Information provided:
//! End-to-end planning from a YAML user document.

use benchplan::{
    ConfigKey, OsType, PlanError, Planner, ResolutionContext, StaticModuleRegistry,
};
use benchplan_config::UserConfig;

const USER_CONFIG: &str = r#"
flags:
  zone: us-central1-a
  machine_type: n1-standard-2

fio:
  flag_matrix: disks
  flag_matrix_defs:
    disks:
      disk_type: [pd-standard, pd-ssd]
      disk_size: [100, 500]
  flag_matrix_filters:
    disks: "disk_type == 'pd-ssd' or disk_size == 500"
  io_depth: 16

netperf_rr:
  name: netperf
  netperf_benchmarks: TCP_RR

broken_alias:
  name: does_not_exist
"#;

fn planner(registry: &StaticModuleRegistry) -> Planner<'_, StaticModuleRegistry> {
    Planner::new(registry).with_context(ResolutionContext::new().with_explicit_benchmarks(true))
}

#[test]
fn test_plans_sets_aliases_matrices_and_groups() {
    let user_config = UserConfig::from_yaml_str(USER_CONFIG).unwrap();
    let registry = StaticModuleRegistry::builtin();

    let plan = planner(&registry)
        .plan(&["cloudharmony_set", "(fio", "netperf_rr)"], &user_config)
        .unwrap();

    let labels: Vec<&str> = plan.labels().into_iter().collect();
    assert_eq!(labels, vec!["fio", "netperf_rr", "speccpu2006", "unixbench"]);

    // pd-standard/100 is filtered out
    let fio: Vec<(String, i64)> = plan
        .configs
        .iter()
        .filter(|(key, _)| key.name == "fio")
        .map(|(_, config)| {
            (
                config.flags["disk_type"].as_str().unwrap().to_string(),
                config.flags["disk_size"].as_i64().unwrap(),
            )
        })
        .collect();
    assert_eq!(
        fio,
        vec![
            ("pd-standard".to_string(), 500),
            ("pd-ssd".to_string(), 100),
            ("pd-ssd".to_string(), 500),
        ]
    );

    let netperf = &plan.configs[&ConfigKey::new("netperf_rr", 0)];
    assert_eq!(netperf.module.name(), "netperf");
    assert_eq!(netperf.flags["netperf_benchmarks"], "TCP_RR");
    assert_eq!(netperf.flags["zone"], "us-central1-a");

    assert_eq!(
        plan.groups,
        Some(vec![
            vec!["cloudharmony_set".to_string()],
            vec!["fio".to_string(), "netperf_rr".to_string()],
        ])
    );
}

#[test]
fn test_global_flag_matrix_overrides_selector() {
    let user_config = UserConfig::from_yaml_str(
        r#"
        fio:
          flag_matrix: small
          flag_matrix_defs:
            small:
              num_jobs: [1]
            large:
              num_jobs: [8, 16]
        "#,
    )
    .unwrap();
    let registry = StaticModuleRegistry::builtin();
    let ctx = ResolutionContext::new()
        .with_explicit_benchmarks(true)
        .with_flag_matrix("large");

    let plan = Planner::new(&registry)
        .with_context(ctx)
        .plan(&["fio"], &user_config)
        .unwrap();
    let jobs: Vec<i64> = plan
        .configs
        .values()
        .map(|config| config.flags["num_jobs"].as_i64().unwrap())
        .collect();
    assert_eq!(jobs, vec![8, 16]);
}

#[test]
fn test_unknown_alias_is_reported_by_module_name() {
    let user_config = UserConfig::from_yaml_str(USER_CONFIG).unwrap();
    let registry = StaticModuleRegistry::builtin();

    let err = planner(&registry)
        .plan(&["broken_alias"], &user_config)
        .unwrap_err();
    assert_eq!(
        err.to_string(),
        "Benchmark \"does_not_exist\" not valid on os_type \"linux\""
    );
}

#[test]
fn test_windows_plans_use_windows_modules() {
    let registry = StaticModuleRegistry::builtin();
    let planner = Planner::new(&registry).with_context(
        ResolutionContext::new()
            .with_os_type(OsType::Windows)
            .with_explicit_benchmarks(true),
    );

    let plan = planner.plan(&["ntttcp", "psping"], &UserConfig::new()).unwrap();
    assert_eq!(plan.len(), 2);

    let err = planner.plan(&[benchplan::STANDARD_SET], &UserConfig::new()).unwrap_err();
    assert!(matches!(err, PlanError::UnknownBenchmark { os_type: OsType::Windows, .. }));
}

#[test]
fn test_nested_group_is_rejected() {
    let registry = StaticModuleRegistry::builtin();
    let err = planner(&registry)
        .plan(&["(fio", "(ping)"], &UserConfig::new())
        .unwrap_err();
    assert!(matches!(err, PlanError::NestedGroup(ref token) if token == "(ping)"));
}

Task to carry out:
Tally the lines of the listing above that contain the word "disks" and state the result as a bare number.

Worked solution:
3